■ EXERCISE AIM
Could you copy out every line of the data where the word "exactly" occurs?

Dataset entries
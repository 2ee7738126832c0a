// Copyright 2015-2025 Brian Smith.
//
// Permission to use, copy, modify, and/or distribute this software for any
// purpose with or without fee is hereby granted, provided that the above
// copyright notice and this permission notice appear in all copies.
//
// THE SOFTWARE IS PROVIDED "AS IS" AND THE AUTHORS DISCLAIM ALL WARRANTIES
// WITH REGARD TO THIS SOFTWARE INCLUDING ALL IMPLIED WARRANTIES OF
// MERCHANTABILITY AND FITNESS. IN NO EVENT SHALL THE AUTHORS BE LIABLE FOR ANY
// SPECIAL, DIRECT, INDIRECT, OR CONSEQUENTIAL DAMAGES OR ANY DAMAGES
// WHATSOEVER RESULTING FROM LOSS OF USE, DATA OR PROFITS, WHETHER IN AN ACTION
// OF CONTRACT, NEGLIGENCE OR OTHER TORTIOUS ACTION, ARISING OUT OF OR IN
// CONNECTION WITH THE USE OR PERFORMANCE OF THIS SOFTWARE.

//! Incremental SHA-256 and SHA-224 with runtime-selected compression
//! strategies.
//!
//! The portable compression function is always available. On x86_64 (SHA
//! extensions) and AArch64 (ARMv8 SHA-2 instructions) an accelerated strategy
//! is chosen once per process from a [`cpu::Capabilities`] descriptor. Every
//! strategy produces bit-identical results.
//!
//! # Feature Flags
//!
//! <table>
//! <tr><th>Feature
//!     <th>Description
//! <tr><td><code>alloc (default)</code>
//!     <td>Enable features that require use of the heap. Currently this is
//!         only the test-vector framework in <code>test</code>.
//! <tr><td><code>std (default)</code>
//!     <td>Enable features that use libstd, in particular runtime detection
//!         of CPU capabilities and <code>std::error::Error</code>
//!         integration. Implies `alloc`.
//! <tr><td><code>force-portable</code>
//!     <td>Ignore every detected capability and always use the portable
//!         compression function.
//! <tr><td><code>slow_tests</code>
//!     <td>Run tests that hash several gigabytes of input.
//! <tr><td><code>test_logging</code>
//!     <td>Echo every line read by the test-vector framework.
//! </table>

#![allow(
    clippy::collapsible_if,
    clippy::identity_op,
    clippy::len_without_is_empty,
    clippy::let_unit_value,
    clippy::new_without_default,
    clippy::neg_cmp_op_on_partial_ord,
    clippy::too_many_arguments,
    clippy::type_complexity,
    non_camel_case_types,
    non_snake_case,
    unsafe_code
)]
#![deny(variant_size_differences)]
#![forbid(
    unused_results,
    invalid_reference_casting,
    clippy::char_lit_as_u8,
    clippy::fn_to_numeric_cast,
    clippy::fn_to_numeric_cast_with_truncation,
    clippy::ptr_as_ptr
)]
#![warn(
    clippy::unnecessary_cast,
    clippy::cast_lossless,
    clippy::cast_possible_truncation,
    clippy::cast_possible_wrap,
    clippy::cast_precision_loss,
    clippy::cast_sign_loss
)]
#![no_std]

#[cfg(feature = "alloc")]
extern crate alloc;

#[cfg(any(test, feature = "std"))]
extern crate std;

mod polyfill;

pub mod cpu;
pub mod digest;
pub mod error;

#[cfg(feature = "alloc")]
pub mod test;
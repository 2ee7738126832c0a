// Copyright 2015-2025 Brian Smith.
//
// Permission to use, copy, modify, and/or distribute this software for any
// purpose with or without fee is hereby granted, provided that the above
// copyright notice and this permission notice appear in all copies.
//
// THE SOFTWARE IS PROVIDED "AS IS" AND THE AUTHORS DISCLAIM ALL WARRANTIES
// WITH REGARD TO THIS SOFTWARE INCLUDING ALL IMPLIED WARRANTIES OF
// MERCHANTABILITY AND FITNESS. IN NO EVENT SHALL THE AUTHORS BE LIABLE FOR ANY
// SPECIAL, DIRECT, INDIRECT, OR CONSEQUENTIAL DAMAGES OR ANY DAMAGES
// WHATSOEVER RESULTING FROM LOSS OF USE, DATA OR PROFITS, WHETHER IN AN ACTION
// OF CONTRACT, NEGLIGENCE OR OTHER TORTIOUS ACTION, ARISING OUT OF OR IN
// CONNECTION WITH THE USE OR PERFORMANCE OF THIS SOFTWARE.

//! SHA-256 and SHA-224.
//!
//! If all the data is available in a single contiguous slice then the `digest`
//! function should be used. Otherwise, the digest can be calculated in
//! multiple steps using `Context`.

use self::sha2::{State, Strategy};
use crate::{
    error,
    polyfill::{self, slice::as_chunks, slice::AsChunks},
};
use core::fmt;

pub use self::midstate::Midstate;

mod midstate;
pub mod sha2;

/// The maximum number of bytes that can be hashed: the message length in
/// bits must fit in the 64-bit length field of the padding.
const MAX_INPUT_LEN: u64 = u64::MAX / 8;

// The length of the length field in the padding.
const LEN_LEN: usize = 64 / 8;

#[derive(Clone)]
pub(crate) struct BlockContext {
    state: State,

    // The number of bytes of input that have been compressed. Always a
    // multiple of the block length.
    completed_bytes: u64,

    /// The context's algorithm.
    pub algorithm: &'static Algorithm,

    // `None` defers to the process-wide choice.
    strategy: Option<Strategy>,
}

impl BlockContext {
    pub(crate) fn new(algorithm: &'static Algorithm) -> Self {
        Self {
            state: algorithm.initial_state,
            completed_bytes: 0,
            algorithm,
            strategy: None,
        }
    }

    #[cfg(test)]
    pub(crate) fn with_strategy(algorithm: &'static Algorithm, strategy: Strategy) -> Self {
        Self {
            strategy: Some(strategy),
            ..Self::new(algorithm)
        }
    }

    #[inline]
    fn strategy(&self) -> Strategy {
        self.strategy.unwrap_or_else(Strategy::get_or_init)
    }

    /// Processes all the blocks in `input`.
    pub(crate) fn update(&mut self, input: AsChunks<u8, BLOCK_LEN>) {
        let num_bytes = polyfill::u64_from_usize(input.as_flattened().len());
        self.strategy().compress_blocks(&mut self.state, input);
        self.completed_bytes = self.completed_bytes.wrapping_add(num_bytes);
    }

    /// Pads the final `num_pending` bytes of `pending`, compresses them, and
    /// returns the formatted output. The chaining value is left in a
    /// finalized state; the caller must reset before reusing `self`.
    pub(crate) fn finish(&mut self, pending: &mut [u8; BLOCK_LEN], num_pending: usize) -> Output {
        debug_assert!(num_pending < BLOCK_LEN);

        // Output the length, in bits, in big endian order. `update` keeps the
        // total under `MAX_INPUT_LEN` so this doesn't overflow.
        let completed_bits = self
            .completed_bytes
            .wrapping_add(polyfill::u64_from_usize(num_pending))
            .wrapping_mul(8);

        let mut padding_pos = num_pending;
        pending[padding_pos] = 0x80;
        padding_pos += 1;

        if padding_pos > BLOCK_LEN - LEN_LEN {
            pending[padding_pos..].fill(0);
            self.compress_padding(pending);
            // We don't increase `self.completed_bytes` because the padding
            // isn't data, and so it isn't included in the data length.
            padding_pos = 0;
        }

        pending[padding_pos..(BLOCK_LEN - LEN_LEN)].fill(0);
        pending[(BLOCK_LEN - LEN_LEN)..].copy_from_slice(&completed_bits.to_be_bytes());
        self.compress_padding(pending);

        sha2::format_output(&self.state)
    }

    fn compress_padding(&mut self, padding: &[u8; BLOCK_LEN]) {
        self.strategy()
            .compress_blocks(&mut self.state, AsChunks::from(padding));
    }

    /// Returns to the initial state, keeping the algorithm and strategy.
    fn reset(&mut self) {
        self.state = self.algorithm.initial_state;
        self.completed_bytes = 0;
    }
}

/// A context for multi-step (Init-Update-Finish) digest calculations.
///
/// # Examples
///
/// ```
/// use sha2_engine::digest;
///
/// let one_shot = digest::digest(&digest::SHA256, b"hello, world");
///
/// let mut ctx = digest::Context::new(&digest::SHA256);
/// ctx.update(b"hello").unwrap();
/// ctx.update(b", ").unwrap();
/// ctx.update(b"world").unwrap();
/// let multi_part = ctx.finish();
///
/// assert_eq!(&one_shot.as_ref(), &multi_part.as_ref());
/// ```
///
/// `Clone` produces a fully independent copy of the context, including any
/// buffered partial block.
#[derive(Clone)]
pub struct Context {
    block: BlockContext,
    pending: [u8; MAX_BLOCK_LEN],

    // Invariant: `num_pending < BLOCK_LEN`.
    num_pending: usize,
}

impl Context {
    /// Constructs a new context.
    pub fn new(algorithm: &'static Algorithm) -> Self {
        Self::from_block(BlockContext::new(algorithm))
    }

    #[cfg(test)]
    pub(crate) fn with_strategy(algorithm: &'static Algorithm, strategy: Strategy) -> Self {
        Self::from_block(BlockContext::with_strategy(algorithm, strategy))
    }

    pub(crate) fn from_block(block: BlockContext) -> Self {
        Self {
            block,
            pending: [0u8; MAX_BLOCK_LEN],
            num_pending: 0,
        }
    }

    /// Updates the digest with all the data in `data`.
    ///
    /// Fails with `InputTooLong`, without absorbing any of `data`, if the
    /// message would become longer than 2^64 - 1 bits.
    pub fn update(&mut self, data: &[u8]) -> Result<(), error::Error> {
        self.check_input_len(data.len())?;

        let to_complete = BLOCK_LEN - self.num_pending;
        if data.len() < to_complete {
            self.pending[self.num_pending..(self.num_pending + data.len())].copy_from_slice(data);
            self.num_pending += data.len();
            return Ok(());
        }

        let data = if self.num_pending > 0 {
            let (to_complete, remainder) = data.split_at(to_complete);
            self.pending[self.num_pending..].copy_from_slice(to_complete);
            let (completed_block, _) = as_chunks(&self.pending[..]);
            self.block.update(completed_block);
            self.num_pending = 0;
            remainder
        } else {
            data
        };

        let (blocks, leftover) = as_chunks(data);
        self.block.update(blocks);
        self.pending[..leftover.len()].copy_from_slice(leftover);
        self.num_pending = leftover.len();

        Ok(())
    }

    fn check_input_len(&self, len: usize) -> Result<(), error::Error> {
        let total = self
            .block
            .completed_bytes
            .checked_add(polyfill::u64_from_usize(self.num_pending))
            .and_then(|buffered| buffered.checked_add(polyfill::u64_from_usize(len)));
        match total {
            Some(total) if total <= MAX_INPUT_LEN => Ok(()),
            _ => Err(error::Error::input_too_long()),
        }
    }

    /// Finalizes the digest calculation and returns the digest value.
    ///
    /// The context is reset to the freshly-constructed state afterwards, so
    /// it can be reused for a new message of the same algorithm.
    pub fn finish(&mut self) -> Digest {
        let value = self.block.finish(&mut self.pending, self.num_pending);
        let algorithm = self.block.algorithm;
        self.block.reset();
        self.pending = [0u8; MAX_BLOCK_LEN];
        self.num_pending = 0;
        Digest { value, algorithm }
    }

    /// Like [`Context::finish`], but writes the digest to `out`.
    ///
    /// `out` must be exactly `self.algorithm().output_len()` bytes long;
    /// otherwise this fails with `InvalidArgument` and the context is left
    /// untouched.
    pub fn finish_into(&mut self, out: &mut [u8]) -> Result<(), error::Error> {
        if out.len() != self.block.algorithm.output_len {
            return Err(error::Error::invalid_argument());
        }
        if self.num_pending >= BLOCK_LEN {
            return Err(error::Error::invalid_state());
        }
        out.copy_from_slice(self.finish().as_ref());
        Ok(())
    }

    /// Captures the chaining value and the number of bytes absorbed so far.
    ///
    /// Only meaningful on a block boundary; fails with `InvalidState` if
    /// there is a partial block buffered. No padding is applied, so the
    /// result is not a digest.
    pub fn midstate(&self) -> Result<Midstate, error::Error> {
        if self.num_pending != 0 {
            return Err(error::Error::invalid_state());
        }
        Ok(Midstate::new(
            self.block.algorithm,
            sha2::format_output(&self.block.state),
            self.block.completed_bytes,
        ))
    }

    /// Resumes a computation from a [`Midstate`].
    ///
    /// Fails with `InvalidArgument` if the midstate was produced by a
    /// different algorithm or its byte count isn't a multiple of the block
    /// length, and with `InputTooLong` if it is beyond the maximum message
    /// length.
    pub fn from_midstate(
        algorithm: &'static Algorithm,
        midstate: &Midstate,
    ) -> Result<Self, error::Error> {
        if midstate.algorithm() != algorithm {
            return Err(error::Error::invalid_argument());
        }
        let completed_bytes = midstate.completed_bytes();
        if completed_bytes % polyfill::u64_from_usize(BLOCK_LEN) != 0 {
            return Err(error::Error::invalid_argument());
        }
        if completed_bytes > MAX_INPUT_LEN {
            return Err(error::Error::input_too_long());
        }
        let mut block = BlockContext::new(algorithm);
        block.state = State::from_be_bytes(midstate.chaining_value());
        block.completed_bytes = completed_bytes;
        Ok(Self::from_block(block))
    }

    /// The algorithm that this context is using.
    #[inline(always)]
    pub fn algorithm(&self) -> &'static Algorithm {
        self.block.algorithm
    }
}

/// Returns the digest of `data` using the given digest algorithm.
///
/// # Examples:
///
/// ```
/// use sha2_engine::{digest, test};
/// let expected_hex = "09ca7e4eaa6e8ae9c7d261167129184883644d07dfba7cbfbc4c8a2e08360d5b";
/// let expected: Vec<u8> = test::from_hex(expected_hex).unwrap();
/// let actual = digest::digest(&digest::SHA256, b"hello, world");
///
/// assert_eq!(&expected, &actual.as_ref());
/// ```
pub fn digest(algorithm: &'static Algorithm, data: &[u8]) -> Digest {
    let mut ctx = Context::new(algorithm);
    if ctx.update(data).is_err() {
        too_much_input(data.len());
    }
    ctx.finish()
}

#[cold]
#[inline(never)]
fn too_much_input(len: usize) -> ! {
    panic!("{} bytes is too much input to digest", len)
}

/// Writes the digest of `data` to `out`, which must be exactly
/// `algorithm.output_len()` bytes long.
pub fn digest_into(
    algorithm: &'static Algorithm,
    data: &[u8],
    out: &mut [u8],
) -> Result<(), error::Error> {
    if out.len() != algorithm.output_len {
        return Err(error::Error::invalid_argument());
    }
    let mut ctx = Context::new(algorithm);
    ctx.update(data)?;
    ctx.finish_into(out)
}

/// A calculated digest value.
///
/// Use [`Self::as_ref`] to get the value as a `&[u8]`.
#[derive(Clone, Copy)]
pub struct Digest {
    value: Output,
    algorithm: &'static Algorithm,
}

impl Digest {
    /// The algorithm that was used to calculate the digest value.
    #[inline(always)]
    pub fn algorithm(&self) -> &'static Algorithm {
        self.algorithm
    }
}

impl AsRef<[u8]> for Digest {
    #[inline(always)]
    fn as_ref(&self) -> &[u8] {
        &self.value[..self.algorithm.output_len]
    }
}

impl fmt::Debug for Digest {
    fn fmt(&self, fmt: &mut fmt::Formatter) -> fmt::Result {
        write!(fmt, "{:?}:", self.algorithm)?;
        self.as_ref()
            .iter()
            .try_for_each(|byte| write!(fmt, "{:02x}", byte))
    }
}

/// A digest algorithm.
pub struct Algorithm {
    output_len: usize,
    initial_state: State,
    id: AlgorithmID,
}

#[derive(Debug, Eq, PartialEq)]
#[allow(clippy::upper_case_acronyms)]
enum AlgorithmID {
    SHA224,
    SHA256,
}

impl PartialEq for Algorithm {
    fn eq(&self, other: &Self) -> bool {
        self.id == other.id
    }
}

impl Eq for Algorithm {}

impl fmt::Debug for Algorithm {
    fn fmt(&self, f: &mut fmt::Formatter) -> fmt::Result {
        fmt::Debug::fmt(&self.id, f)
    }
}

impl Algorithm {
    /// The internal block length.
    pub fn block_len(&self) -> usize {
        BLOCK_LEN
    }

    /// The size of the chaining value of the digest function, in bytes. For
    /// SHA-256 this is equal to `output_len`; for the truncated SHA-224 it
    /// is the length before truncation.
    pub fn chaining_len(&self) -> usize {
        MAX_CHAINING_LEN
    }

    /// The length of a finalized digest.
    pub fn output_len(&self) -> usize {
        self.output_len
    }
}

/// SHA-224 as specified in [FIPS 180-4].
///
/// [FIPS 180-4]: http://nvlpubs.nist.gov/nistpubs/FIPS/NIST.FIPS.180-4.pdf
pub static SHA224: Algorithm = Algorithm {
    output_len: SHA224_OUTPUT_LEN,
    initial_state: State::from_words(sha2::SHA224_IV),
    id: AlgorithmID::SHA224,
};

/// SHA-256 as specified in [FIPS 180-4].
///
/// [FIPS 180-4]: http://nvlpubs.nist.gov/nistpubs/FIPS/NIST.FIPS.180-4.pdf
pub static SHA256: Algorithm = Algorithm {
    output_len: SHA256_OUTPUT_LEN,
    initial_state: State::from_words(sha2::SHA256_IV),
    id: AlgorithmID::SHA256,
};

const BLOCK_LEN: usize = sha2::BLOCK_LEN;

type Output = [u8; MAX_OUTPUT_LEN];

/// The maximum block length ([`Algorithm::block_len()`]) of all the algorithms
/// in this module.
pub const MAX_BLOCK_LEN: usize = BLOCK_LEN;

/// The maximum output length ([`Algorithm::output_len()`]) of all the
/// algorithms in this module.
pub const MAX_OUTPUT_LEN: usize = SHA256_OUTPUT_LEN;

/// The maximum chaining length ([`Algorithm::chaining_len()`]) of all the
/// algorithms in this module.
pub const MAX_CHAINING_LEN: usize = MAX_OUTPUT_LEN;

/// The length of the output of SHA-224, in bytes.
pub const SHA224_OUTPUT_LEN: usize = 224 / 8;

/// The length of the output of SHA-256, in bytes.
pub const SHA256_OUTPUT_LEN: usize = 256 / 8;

■ YOUR SOLUTION
    /// `out` must be exactly `self.algorithm().output_len()` bytes long;
/// Writes the digest of `data` to `out`, which must be exactly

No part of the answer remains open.